Ingat indikator keberhasilan pendidikan bukan hanya gedung sekolah yang luks atau megah. Bukan itu. Juga bukan hanya terletak pada beberapa orang anak didik kita yang menjadi juara olimpiade. Pendidikan yang merata tercipta ketika kualitas anak didik kita di pemda yang ekonominya tertinggal tersubsidi dengan baik sehingga menyamai kualitas pendidikan di daerah yang lebih maju.

Catatan kelima, proses pengembangan pendidikan di Indonesia belum didukung budaya penelitian yang kuat. Padahal, penelitian akan menentukan proses pengambilan sebuah kebijakan dan berujung pada pelaksanaan.

Inilah contohnya. Indonesia setiap tahun mencetak beribu-ribu lulusan sarjana. Namun, banyak di antara mereka yang tidak terpakai dalam dunia kerja. Kenapa? Sebab, tidak ditopang oleh data yang benar.

Jika ada survei yang membuktikan secara valid bahwa Indonesia sudah overload sarjana hukum, kenapa tidak diistirahatkan dulu fakultas hukum pada universitas-universitas kita. Kalua ada data valid yang menunjukkan bahwa Indonesia butuh ahli geologi dan pakar bencana alam untuk menafsirkan puluhan bencana secara rasional, mengapa tidak dibangun lebih banyak fakultas yang mendukung itu.

Yang keenam, dunia pendidikan kita tidak boleh dipisahkan dari ekonomi, politik, kebudayaan, dan pertanahan. Semua berhubungan. Salah besar kalau kita memandang problem negeri ini secara parsial. Ketika ada pertanyaan kenapa dunia pendidikan kita belum maju, jawabnya adalah karena dunia politik kita juga belum maju. Atau karena kebudayaan kita belum maju. Korupsi masih menjadi kelaziman. Jangan semata-mata mengambing-hitamkan pendidikan kita kalau dunia “lain” tidak mau melangkah bersama-sama.
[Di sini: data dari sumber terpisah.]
use config::{Config, ConfigError, Environment, File};
use serde::Deserialize;
use std::path::{Path, PathBuf};

use crate::core::DEFAULT_MAX_DISTANCE_MILES;

/// Application configuration
#[derive(Debug, Clone, Default, Deserialize)]
pub struct Settings {
    #[serde(default)]
    pub server: ServerSettings,
    #[serde(default)]
    pub data: DataSettings,
    #[serde(default)]
    pub matching: MatchingSettings,
    #[serde(default)]
    pub cache: CacheSettings,
    #[serde(default)]
    pub logging: LoggingSettings,
}

#[derive(Debug, Clone, Deserialize)]
pub struct ServerSettings {
    #[serde(default = "default_host")]
    pub host: String,
    #[serde(default = "default_port")]
    pub port: u16,
    pub workers: Option<usize>,
}

impl Default for ServerSettings {
    fn default() -> Self {
        Self {
            host: default_host(),
            port: default_port(),
            workers: None,
        }
    }
}

fn default_host() -> String { "0.0.0.0".to_string() }
fn default_port() -> u16 { 8080 }

/// Locations of the two registry files
#[derive(Debug, Clone, Deserialize)]
pub struct DataSettings {
    #[serde(default = "default_buyers_path")]
    pub buyers_path: PathBuf,
    #[serde(default = "default_producers_path")]
    pub producers_path: PathBuf,
}

impl Default for DataSettings {
    fn default() -> Self {
        Self {
            buyers_path: default_buyers_path(),
            producers_path: default_producers_path(),
        }
    }
}

fn default_buyers_path() -> PathBuf { PathBuf::from("data/buyers.json") }
fn default_producers_path() -> PathBuf { PathBuf::from("data/producers.json") }

#[derive(Debug, Clone, Deserialize)]
pub struct MatchingSettings {
    #[serde(default = "default_max_distance_miles")]
    pub default_max_distance_miles: f64,
}

impl Default for MatchingSettings {
    fn default() -> Self {
        Self {
            default_max_distance_miles: default_max_distance_miles(),
        }
    }
}

fn default_max_distance_miles() -> f64 { DEFAULT_MAX_DISTANCE_MILES }

#[derive(Debug, Clone, Deserialize)]
pub struct CacheSettings {
    #[serde(default = "default_cache_enabled")]
    pub enabled: bool,
    #[serde(default = "default_l1_cache_size")]
    pub l1_cache_size: u64,
    #[serde(default = "default_cache_ttl_secs")]
    pub ttl_secs: u64,
}

impl Default for CacheSettings {
    fn default() -> Self {
        Self {
            enabled: default_cache_enabled(),
            l1_cache_size: default_l1_cache_size(),
            ttl_secs: default_cache_ttl_secs(),
        }
    }
}

fn default_cache_enabled() -> bool { true }
fn default_l1_cache_size() -> u64 { 1000 }
fn default_cache_ttl_secs() -> u64 { 300 }

#[derive(Debug, Clone, Deserialize)]
pub struct LoggingSettings {
    #[serde(default = "default_log_level")]
    pub level: String,
    #[serde(default = "default_log_format")]
    pub format: String,
}

impl Default for LoggingSettings {
    fn default() -> Self {
        Self {
            level: default_log_level(),
            format: default_log_format(),
        }
    }
}

fn default_log_level() -> String { "info".to_string() }
fn default_log_format() -> String { "full".to_string() }

impl Settings {
    /// Load configuration from file and environment variables
    ///
    /// Configuration is loaded in the following order (later overrides earlier):
    /// 1. Default values in the struct
    /// 2. Configuration file (config/default.toml)
    /// 3. Local overrides (config/local.toml)
    /// 4. Environment variables (prefixed with MARKET_)
    /// 5. `BUYERS_PATH` / `PRODUCERS_PATH`
    pub fn load() -> Result<Self, ConfigError> {
        let mut settings = Config::builder()
            .add_source(File::with_name("config/default").required(false))
            .add_source(File::with_name("config/local").required(false))
            // e.g., MARKET__SERVER__PORT -> server.port
            .add_source(
                Environment::with_prefix("MARKET")
                    .prefix_separator("__")
                    .separator("__")
                    .try_parsing(true),
            )
            .build()?;

        settings = apply_path_overrides(settings)?;

        let settings: Self = settings.try_deserialize()?;
        settings.validate()?;
        Ok(settings)
    }

    /// Load configuration from a custom path
    pub fn load_from<P: AsRef<Path>>(path: P) -> Result<Self, ConfigError> {
        let settings = Config::builder()
            .add_source(File::from(path.as_ref()))
            .add_source(
                Environment::with_prefix("MARKET")
                    .prefix_separator("__")
                    .separator("__")
                    .try_parsing(true),
            )
            .build()?;

        let settings: Self = settings.try_deserialize()?;
        settings.validate()?;
        Ok(settings)
    }

    /// Reject values the service cannot run with
    fn validate(&self) -> Result<(), ConfigError> {
        let bound = self.matching.default_max_distance_miles;
        // NaN fails this comparison too
        if !(bound > 0.0) {
            return Err(ConfigError::Message(format!(
                "matching.default_max_distance_miles must be a positive number of miles, got {}",
                bound
            )));
        }

        Ok(())
    }
}

/// Let deployments point at the registry files with plain variables
fn apply_path_overrides(settings: Config) -> Result<Config, ConfigError> {
    use std::env;

    let mut builder = Config::builder().add_source(settings);

    if let Ok(path) = env::var("BUYERS_PATH") {
        builder = builder.set_override("data.buyers_path", path)?;
    }
    if let Ok(path) = env::var("PRODUCERS_PATH") {
        builder = builder.set_override("data.producers_path", path)?;
    }

    builder.build()
}
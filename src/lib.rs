//! Market Match - matching service for a local B2B food marketplace
//!
//! This library pairs buyers with the producers that supply what they need
//! (and producers with the buyers that need what they grow), filtered by
//! great-circle distance and ranked nearest first.

pub mod config;
pub mod core;
pub mod models;
pub mod routes;
pub mod services;

// Re-export commonly used types
pub use core::{haversine_distance, MatchError, MatchQuery, MatchResult, Matcher, TermSet};
pub use models::{Entity, MarketSnapshot, MatchedEntity, Role};
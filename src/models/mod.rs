// Model exports
pub mod domain;
pub mod requests;
pub mod responses;

pub use domain::{AnchorSummary, Entity, MarketSnapshot, MatchedEntity, Role};
pub use requests::{CompaniesQuery, ResolveMatchesRequest};
pub use responses::{CompaniesResponse, ErrorResponse, HealthResponse, ReloadResponse, ResolveMatchesResponse};
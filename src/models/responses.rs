use serde::{Deserialize, Serialize};

use crate::core::MatchResult;
use crate::models::domain::{AnchorSummary, MatchedEntity, Role};
use crate::services::CacheStats;

/// Response for the resolve matches endpoint
#[derive(Debug, Clone, Serialize, Deserialize)]
pub struct ResolveMatchesResponse {
    pub role: Role,
    pub anchor: AnchorSummary,
    #[serde(rename = "activeTerms")]
    pub active_terms: Vec<String>,
    #[serde(rename = "maxDistanceMiles")]
    pub max_distance_miles: f64,
    pub matches: Vec<MatchedEntity>,
    #[serde(rename = "totalCandidates")]
    pub total_candidates: usize,
    #[serde(rename = "totalResults")]
    pub total_results: usize,
}

impl ResolveMatchesResponse {
    pub fn new(role: Role, result: MatchResult) -> Self {
        Self {
            role,
            anchor: result.anchor,
            active_terms: result.active_terms.as_slice().to_vec(),
            max_distance_miles: result.max_distance_miles,
            total_results: result.matches.len(),
            matches: result.matches,
            total_candidates: result.total_candidates,
        }
    }
}

/// Selectable company names for one role
#[derive(Debug, Clone, Serialize, Deserialize)]
pub struct CompaniesResponse {
    pub role: Role,
    pub names: Vec<String>,
}

/// Health check response
#[derive(Debug, Clone, Serialize, Deserialize)]
pub struct HealthResponse {
    pub status: String,
    pub version: String,
    pub timestamp: chrono::DateTime<chrono::Utc>,
    pub generation: u64,
    pub buyers: usize,
    pub producers: usize,
    pub cache: CacheStats,
}

/// Snapshot reload response
#[derive(Debug, Clone, Serialize, Deserialize)]
pub struct ReloadResponse {
    pub generation: u64,
    pub buyers: usize,
    pub producers: usize,
}

/// Error response
#[derive(Debug, Clone, Serialize, Deserialize)]
pub struct ErrorResponse {
    pub error: String,
    pub message: String,
    #[serde(rename = "statusCode")]
    pub status_code: u16,
}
Catatan ketujuh, pendidikan kita belum sepenuhnya berorientasi global. Pdahal, tantangan untuk go global itu sudah ada sejak reformasi dimulai. Membangun jaringan yang kuat dengan komunitas internasional harus segera dilakukan. Itu penting karena Indonesia mempunyai kebudayaan yang menarik untuk dipublikasikan secara luas. Biarkan masyarakat Barat belajar tentang kita secara utuh.

Terakhir, banyak mereka yang terdidik tapi tidak beradab. Tidak berbudaya. Siapa yang lebih berbudaya, seorang sarjana atau seorang warga Badui di pedalamam Banten? Saya mungkin akan menajwab orang Badui. Sebab, mereka lebih hormat kepada orang tuanya, taat kepada adat, dan komitmen terhadap nilai luhur tempat tinggalnya.

Apalah arti terdidik kalau memusuhi bangsa sendiri. Mengagung-agungkan bangsa lain secara berlebihan karena dirinya lulusan luar negeri. Terus terang, hal itu ironis dan memuakkan.

Mereka yang mahir dalam teori tapi tidak peka sosial juga useless. Sukses pendidikan adalah ketika apa yang dipelajari dalam ruang-ruang pembelajaran bermanfaat bagi masyarakatnya. Hal itu bisa dicapai dengan pembinaan secara integral unsur spiritual, emosional, dan intelektual.

Fajar baru tahun 2007 telah datang. Bagaimanapun, kita harus tetap optimistis. Bagaimana bangsa ini bisa lebih maju jika dibangun oleh mereka yang berjiwa kerdil. Optimisme diiringi dengan kerja keras pasti aka mewujudkan Indonesia madani yang kita cita-citakan bersama. Insya Allah.
*) Dr. H. Arief Rachman, MPd, Ketua Harian Komisi Nasional Indonesia untuk UNESCO (Sumber Harian Indo.pos– Sabtu, 06/01/2007).